What to work on ::
Across the data below, how many lines have the word "push" in them? Respond with the number alone.

Collection entries ::
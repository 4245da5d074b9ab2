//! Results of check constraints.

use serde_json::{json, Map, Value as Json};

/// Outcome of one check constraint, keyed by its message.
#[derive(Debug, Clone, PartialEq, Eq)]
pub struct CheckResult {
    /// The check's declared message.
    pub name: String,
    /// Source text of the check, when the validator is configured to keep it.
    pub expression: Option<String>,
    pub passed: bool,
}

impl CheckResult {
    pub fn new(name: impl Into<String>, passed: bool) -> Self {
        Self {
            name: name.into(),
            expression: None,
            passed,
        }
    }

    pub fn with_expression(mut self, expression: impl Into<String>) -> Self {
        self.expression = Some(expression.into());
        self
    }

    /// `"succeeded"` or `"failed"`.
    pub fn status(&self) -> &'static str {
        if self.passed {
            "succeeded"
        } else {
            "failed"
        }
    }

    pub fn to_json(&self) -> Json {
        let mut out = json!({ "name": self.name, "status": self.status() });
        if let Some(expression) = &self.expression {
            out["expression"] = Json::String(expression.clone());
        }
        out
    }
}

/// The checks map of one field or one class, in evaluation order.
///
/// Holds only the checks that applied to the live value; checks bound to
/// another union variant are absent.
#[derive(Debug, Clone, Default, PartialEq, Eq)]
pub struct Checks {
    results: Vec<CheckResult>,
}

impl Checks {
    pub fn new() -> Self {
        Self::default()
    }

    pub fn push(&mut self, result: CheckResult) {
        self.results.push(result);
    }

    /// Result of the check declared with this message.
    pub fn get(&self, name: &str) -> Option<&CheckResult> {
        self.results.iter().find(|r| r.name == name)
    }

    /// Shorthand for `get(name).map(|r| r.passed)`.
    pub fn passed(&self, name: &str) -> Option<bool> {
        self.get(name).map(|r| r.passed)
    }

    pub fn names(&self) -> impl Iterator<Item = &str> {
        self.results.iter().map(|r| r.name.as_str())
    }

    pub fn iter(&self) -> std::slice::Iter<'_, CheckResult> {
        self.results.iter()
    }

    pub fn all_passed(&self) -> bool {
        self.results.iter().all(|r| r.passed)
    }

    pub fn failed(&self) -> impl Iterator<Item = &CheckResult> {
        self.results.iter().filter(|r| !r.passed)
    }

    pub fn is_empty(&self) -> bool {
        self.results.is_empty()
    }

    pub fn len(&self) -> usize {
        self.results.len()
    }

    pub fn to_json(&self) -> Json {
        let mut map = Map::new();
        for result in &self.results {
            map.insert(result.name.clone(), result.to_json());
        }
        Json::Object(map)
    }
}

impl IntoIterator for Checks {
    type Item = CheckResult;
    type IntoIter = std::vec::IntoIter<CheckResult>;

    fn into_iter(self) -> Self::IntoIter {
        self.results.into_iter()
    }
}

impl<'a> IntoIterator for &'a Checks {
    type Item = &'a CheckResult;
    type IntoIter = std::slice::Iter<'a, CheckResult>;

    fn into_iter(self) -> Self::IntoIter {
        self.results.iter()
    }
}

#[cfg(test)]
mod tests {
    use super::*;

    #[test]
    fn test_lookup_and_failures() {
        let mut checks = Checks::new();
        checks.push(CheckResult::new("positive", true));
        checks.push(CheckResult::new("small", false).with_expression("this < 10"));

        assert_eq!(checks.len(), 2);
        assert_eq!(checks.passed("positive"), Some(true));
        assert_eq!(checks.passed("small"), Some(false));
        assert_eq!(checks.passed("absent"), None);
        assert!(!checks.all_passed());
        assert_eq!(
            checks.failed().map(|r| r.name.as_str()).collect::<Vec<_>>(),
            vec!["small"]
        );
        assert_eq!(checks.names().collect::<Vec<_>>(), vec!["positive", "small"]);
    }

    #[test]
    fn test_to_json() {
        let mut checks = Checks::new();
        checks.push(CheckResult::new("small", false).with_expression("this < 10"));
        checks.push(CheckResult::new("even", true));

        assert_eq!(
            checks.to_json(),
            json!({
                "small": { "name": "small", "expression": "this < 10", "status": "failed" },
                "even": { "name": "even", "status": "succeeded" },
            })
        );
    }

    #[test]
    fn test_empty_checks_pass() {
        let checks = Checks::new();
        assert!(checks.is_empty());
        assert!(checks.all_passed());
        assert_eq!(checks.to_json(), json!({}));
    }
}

Answer section ::
6